A ideologia moderna, que apregoou a superioridade do trabalho no sentido arendtiano, e esmoreceu o fogo do homo faber e do animal político, abriu espaço para uma anestesiação social e uma aceitação do trabalhador como mero animal laborans.
2. HANNA ARENDT: VIDA E CONTEXTO
Um breve relato sobre a trajetória de vida de Hannah Arendt ajudará o leitor a compreender algumas de suas ideias, nas quais o ineditismo e a heterodoxia são notas sempre presentes.
A pensadora alemã nasceu em Hannover, em 1906, e iniciou seus estudos acadêmicos na Universidade de Berlim, voltados para a teologia cristã. Em 1924, teve contato com o filósofo Martin Heiddeger e com a Fenomenologia, ao entrar na Universidade de Marburg. Em 1926, foi para Heidelberg, onde doutorou-se em 1929, escrevendo sobre teologia cristã. 2
A partir de então, Hannah envolveu-se com questões judaicas, especialmente com o Sionismo. Perseguida no período nazista, chegou a ser levada para campo de internamento; fugiu para Paris e, por fim, em 1941, mudou-se para os Estados Unidos da América, onde, depois de muitos anos, conseguiu naturalizar-se.
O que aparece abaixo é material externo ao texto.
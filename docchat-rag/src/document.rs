//! Data types for queries, retrieved documents, and answers.

use serde::{Deserialize, Serialize};
use uuid::Uuid;

use crate::error::{ChatError, Result};

/// Number of characters of a retrieved document shown in an [`Answer`].
pub const DISPLAY_TEXT_LEN: usize = 500;

/// A user question plus the session it belongs to.
#[derive(Debug, Clone, PartialEq, Eq)]
pub struct Query {
    text: String,
    session_id: String,
}

impl Query {
    /// Create a query, generating a session id when none is supplied.
    ///
    /// # Errors
    ///
    /// Returns [`ChatError::InvalidRequest`] if `text` is blank.
    pub fn new(text: impl Into<String>, session_id: Option<String>) -> Result<Self> {
        let text = text.into();
        if text.trim().is_empty() {
            return Err(ChatError::InvalidRequest("Message is required".to_string()));
        }
        let session_id = session_id
            .filter(|id| !id.trim().is_empty())
            .unwrap_or_else(|| Uuid::new_v4().to_string());
        Ok(Self { text, session_id })
    }

    /// The raw question text.
    pub fn text(&self) -> &str {
        &self.text
    }

    /// The session id, supplied or generated.
    pub fn session_id(&self) -> &str {
        &self.session_id
    }
}

/// A chunk returned by the search index.
#[derive(Debug, Clone, Serialize, Deserialize, PartialEq)]
pub struct RetrievedDocument {
    /// Source text of the chunk.
    pub text: String,
    /// Engine-defined relevance score (higher is more relevant).
    pub score: f32,
    /// Provenance of the chunk, usually the source file path.
    pub file_path: String,
}

/// The retrieval mode that produced an [`Answer`].
#[derive(Debug, Clone, Copy, Serialize, Deserialize, PartialEq, Eq)]
#[serde(rename_all = "lowercase")]
pub enum SearchMode {
    /// Local k-NN search plus generation.
    Semantic,
    /// Delegated to the Langflow orchestrator.
    Hybrid,
}

/// A retrieved document as shown to the caller.
#[derive(Debug, Clone, Serialize, Deserialize, PartialEq)]
pub struct DocumentSummary {
    /// 1-based rank.
    pub rank: usize,
    /// Relevance score from the index.
    pub score: f32,
    /// Text, truncated to [`DISPLAY_TEXT_LEN`] characters.
    pub text: String,
    /// Provenance path.
    pub file_path: String,
}

impl DocumentSummary {
    /// Summarize `document` at the given 1-based `rank`.
    pub fn new(rank: usize, document: &RetrievedDocument) -> Self {
        Self {
            rank,
            score: document.score,
            text: truncate_for_display(&document.text, DISPLAY_TEXT_LEN),
            file_path: document.file_path.clone(),
        }
    }
}

/// Truncate `text` to at most `max_chars` characters, appending `...` when cut.
pub fn truncate_for_display(text: &str, max_chars: usize) -> String {
    match text.char_indices().nth(max_chars) {
        Some((byte_idx, _)) => format!("{}...", &text[..byte_idx]),
        None => text.to_string(),
    }
}

/// Diagnostics for a semantic answer.
#[derive(Debug, Clone, Serialize, Deserialize, PartialEq)]
pub struct SemanticSearchInfo {
    /// The question that was embedded.
    pub query: String,
    /// Index that was searched.
    pub index: String,
    /// Vector field that was searched.
    pub vector_field: String,
    /// Number of neighbors requested.
    pub k: usize,
    /// Embedding model identifier.
    pub embedding_model: String,
    /// Generation model identifier, absent when generation was skipped.
    #[serde(skip_serializing_if = "Option::is_none")]
    pub generation_model: Option<String>,
}

/// Diagnostics for a hybrid answer.
#[derive(Debug, Clone, Serialize, Deserialize, PartialEq)]
pub struct HybridSearchInfo {
    /// The question that was forwarded.
    pub query: String,
    /// Langflow flow that answered.
    pub flow_id: String,
    /// Which extraction rule produced the answer, if any did.
    #[serde(skip_serializing_if = "Option::is_none")]
    pub extracted_from: Option<String>,
}

/// Diagnostic block attached to every [`Answer`].
#[derive(Debug, Clone, Serialize, Deserialize, PartialEq)]
#[serde(untagged)]
pub enum SearchInfo {
    /// Produced by the local pipeline.
    Semantic(SemanticSearchInfo),
    /// Produced by the delegate path.
    Hybrid(HybridSearchInfo),
}

/// The structured result returned to the caller.
#[derive(Debug, Clone, Serialize, Deserialize, PartialEq)]
pub struct Answer {
    /// Free-text answer.
    pub answer: String,
    /// Session id, echoed or generated.
    pub session_id: String,
    /// Mode that produced the answer.
    pub search_type: SearchMode,
    /// Number of documents retrieved (semantic mode only).
    #[serde(skip_serializing_if = "Option::is_none")]
    pub docs_retrieved: Option<usize>,
    /// Summaries of the retrieved documents (semantic mode only).
    #[serde(skip_serializing_if = "Option::is_none")]
    pub retrieved_docs: Option<Vec<DocumentSummary>>,
    /// What produced this answer.
    pub search_info: SearchInfo,
}
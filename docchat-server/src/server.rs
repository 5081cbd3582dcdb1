use std::{net::SocketAddr, sync::Arc};

use anyhow::Context;
use axum::{
    Json, Router,
    body::Bytes,
    extract::State,
    http::StatusCode,
    response::{IntoResponse, Response},
    routing::{get, post},
};
use docchat_rag::{Answer, ChatError, LangflowClient, Query, SemanticPipeline};
use serde::{Deserialize, Serialize};
use serde_json::json;
use tokio::sync::OnceCell;
use tower_http::{
    cors::{Any, CorsLayer},
    trace::TraceLayer,
};
use tracing::{error, info, warn};

use crate::config::AppConfig;

/// Shared per-process state.
///
/// The semantic pipeline (which owns the OpenSearch handle) and the Langflow
/// client are built on first use from the startup configuration and reused by
/// every request after that.
#[derive(Clone)]
pub struct AppState {
    inner: Arc<StateInner>,
}

struct StateInner {
    config: AppConfig,
    pipeline: OnceCell<Arc<SemanticPipeline>>,
    delegate: OnceCell<Arc<LangflowClient>>,
}

impl AppState {
    pub fn new(config: AppConfig) -> Self {
        Self::from_parts(config, None)
    }

    /// State with a ready-made pipeline, e.g. one built over custom backends.
    pub fn with_pipeline(config: AppConfig, pipeline: Arc<SemanticPipeline>) -> Self {
        Self::from_parts(config, Some(pipeline))
    }

    fn from_parts(config: AppConfig, pipeline: Option<Arc<SemanticPipeline>>) -> Self {
        Self {
            inner: Arc::new(StateInner {
                config,
                pipeline: OnceCell::new_with(pipeline),
                delegate: OnceCell::new(),
            }),
        }
    }

    pub fn config(&self) -> &AppConfig {
        &self.inner.config
    }

    async fn pipeline(&self) -> docchat_rag::Result<Arc<SemanticPipeline>> {
        let config = &self.inner.config;
        self.inner
            .pipeline
            .get_or_try_init(|| async {
                SemanticPipeline::from_config(&config.search, &config.embedding, &config.generation)
                    .map(Arc::new)
            })
            .await
            .cloned()
    }

    async fn delegate(&self) -> docchat_rag::Result<Arc<LangflowClient>> {
        let config = &self.inner.config;
        self.inner
            .delegate
            .get_or_try_init(|| async { LangflowClient::new(&config.delegate).map(Arc::new) })
            .await
            .cloned()
    }
}

#[derive(Debug, Clone, Default, Deserialize)]
pub struct ChatRequest {
    #[serde(default)]
    pub message: Option<String>,
    #[serde(default)]
    pub session_id: Option<String>,
}

impl ChatRequest {
    /// Parse a request body. An empty body is treated as a request without a
    /// message.
    fn from_body(body: &[u8]) -> docchat_rag::Result<Self> {
        if body.iter().all(u8::is_ascii_whitespace) {
            return Ok(Self::default());
        }
        serde_json::from_slice(body)
            .map_err(|e| ChatError::InvalidRequest(format!("Invalid request body: {e}")))
    }

    fn into_query(self) -> docchat_rag::Result<Query> {
        let message = self
            .message
            .ok_or_else(|| ChatError::InvalidRequest("Message is required".to_string()))?;
        Query::new(message, self.session_id)
    }
}

#[derive(Debug, Clone, Serialize, Deserialize)]
pub struct ErrorBody {
    pub error: String,
    #[serde(skip_serializing_if = "Option::is_none")]
    pub hint: Option<String>,
}

/// A [`ChatError`] on its way out as a JSON error response.
#[derive(Debug)]
pub struct ApiError(pub ChatError);

impl From<ChatError> for ApiError {
    fn from(err: ChatError) -> Self {
        Self(err)
    }
}

impl IntoResponse for ApiError {
    fn into_response(self) -> Response {
        let status =
            StatusCode::from_u16(self.0.status_code()).unwrap_or(StatusCode::BAD_GATEWAY);
        if status.is_server_error() {
            error!(%status, error = %self.0, "chat request failed");
        } else {
            warn!(%status, error = %self.0, "chat request rejected");
        }
        let body = ErrorBody {
            error: self.0.public_message(),
            hint: self.0.hint().map(str::to_string),
        };
        (status, Json(body)).into_response()
    }
}

pub fn app_router(state: AppState) -> Router {
    let cors = CorsLayer::new().allow_origin(Any).allow_methods(Any).allow_headers(Any);

    Router::new()
        .route("/health", get(health))
        .route("/api/chat", post(hybrid_chat))
        .route("/api/chat/semantic", post(semantic_chat))
        .with_state(state)
        .layer(TraceLayer::new_for_http())
        .layer(cors)
}

pub async fn run_server(config: AppConfig) -> anyhow::Result<()> {
    let addr: SocketAddr = format!("{}:{}", config.host, config.port)
        .parse()
        .with_context(|| "invalid host/port for docchat server")?;

    let app = app_router(AppState::new(config));
    let listener = tokio::net::TcpListener::bind(addr).await?;
    info!("docchat listening on http://{}", addr);
    axum::serve(listener, app).await?;
    Ok(())
}

async fn health() -> impl IntoResponse {
    Json(json!({"status":"ok","service":"docchat"}))
}

/// Run `work` on its own task so it completes even if the caller hangs up.
async fn detached<F>(work: F) -> docchat_rag::Result<Answer>
where
    F: Future<Output = docchat_rag::Result<Answer>> + Send + 'static,
{
    tokio::spawn(work).await.map_err(|e| {
        error!(error = %e, "chat task did not complete");
        ChatError::Internal(e.to_string())
    })?
}

async fn semantic_chat(
    State(state): State<AppState>,
    body: Bytes,
) -> Result<Json<Answer>, ApiError> {
    let query = ChatRequest::from_body(&body)?.into_query()?;
    let pipeline = state.pipeline().await?;
    let answer = detached(async move { pipeline.answer(&query).await }).await?;
    Ok(Json(answer))
}

async fn hybrid_chat(
    State(state): State<AppState>,
    body: Bytes,
) -> Result<Json<Answer>, ApiError> {
    let query = ChatRequest::from_body(&body)?.into_query()?;
    let delegate = state.delegate().await?;
    let answer = detached(async move { delegate.run(&query).await }).await?;
    Ok(Json(answer))
}
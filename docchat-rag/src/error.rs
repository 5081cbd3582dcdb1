//! Error types for the `docchat-rag` crate.

use thiserror::Error;

/// Errors that can occur while answering a chat request.
///
/// Every variant maps onto one HTTP status through [`ChatError::status_code`], so
/// the server layer never has to inspect messages to decide how to respond.
#[derive(Debug, Error)]
pub enum ChatError {
    /// A required endpoint or credential is missing or invalid.
    #[error("Configuration error: {0}")]
    Config(String),

    /// The inbound request was rejected before any pipeline step ran.
    #[error("{0}")]
    InvalidRequest(String),

    /// A network-level failure reaching an upstream service.
    #[error("{service} is unreachable at {endpoint}: {message}")]
    Unreachable {
        /// The upstream service (e.g. `OpenSearch`, `OpenAI`).
        service: String,
        /// The configured endpoint, with credentials stripped.
        endpoint: String,
        /// A description of the failure.
        message: String,
    },

    /// A non-success status from the index or a model provider.
    #[error("{service} request failed with status {status}: {message}")]
    UpstreamStatus {
        /// The upstream service.
        service: String,
        /// The raw HTTP status returned upstream.
        status: u16,
        /// The message extracted from the error body, if any.
        message: String,
    },

    /// The delegate orchestrator reported an error in a parseable body.
    ///
    /// The upstream status is passed through to the caller.
    #[error("{service} error: {message}")]
    UpstreamRejected {
        /// The upstream service.
        service: String,
        /// The HTTP status to pass through.
        status: u16,
        /// The message extracted from the error body.
        message: String,
    },

    /// A success response whose body could not be understood.
    #[error("{message}")]
    ResponseShape {
        /// The upstream service.
        service: String,
        /// A description of the unexpected shape.
        message: String,
        /// Operator guidance naming the likely misconfiguration.
        hint: Option<String>,
    },

    /// An unexpected local failure. Details are logged, never returned.
    #[error("Internal error: {0}")]
    Internal(String),
}

impl ChatError {
    /// The HTTP status this error should be reported with.
    pub fn status_code(&self) -> u16 {
        match self {
            Self::InvalidRequest(_) => 400,
            Self::Config(_) | Self::Internal(_) => 500,
            Self::Unreachable { .. } | Self::UpstreamStatus { .. } | Self::ResponseShape { .. } => {
                502
            }
            Self::UpstreamRejected { status, .. } => *status,
        }
    }

    /// Guidance for the operator, when the failure points at a likely cause.
    pub fn hint(&self) -> Option<&str> {
        match self {
            Self::ResponseShape { hint, .. } => hint.as_deref(),
            Self::Unreachable { service, .. } if service == "OpenSearch" => {
                Some("Check that OPENSEARCH_URL is correct and the cluster is running.")
            }
            Self::Unreachable { service, .. } if service == "Langflow" => {
                Some("Check that LANGFLOW_URL is correct and Langflow is running.")
            }
            _ => None,
        }
    }

    /// The message safe to return to a caller.
    ///
    /// Internal failures are replaced by a generic message.
    pub fn public_message(&self) -> String {
        match self {
            Self::Internal(_) => "Internal server error".to_string(),
            other => other.to_string(),
        }
    }
}

/// A convenience result type for chat operations.
pub type Result<T> = std::result::Result<T, ChatError>;

/// Convert a transport failure into [`ChatError::Unreachable`].
///
/// The request URL is dropped from the underlying error and the endpoint is
/// redacted, so neither can leak credentials.
pub(crate) fn unreachable(service: &str, endpoint: &str, err: reqwest::Error) -> ChatError {
    let message = if err.is_timeout() {
        "request timed out".to_string()
    } else if err.is_connect() {
        "connection failed".to_string()
    } else {
        err.without_url().to_string()
    };
    ChatError::Unreachable {
        service: service.to_string(),
        endpoint: redact_endpoint(endpoint),
        message,
    }
}

/// Strip userinfo from an endpoint so it can appear in messages and logs.
pub(crate) fn redact_endpoint(endpoint: &str) -> String {
    match reqwest::Url::parse(endpoint) {
        Ok(mut url) => {
            let _ = url.set_username("");
            let _ = url.set_password(None);
            url.to_string()
        }
        Err(_) => endpoint.to_string(),
    }
}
Interessante destacar que a produção da filósofa alemã é divisível em três fases distintas: uma primeira, que abarca o totalitarismo e o imperialismo, levando-a a obras como “As Origens do Totalitarismo” e “Eichmann em Jerusalém: um Relato sobre a Banalidade do Mal”. Após, passa por um período que enfatiza o estudo do homem, em que produziu o livro “A condição Humana”; por fim, passou por um período de reflexão que resultou nas obras como “Entre o Passado e o Futuro”, “ Da Violência” e ”Crises da República” 3,
Destaca-se 4 ainda que a vivência de perseguição e sofrimento sob a égide nazista influenciaram diretamente as obras “As Origens do Totalitarismo”, (que equipara o stalinismo ao nazismo); e “Ideologia e Terror” (1953), uma espécie de continuação da primeira. “Eichmann em Jerusalém: um Relato sobre a Banalidade do Mal” teve repercussão controversa e até negativa, inclusive entre grupos judaicos..
Na década de 1970, voltou-se à continuidade do tema da vida do espírito (que já constava em “A Condição Humana”, de 1958), mas falece em 1975 sem concluir o terceiro volume da obra. O livro “A condição humana”, que toma-se por referência metodológica para a presente obra, destaca as influências judaicas, cristãs, fenomenológicas e marxistas de Arendt, feliz mistura que fez da autora uma grande pensadora do século XX.
Segundo a própria filósofa, não se almeja encontrar solitariamente a solução para os problemas da sociedade moderna. Isso, aliás, é impossível. Na verdade, a obra “trata-se de pensar o que estamos fazendo”5. Uma saudável reflexão em tempos de vivência autômata.
3 A condição humana
A autora alemã propugna que o viver humano, aquilo que seria a vita activa, se manifesta sob três tipos de atividades, que se dividem em: a) ação, b) obra e c) trabalho.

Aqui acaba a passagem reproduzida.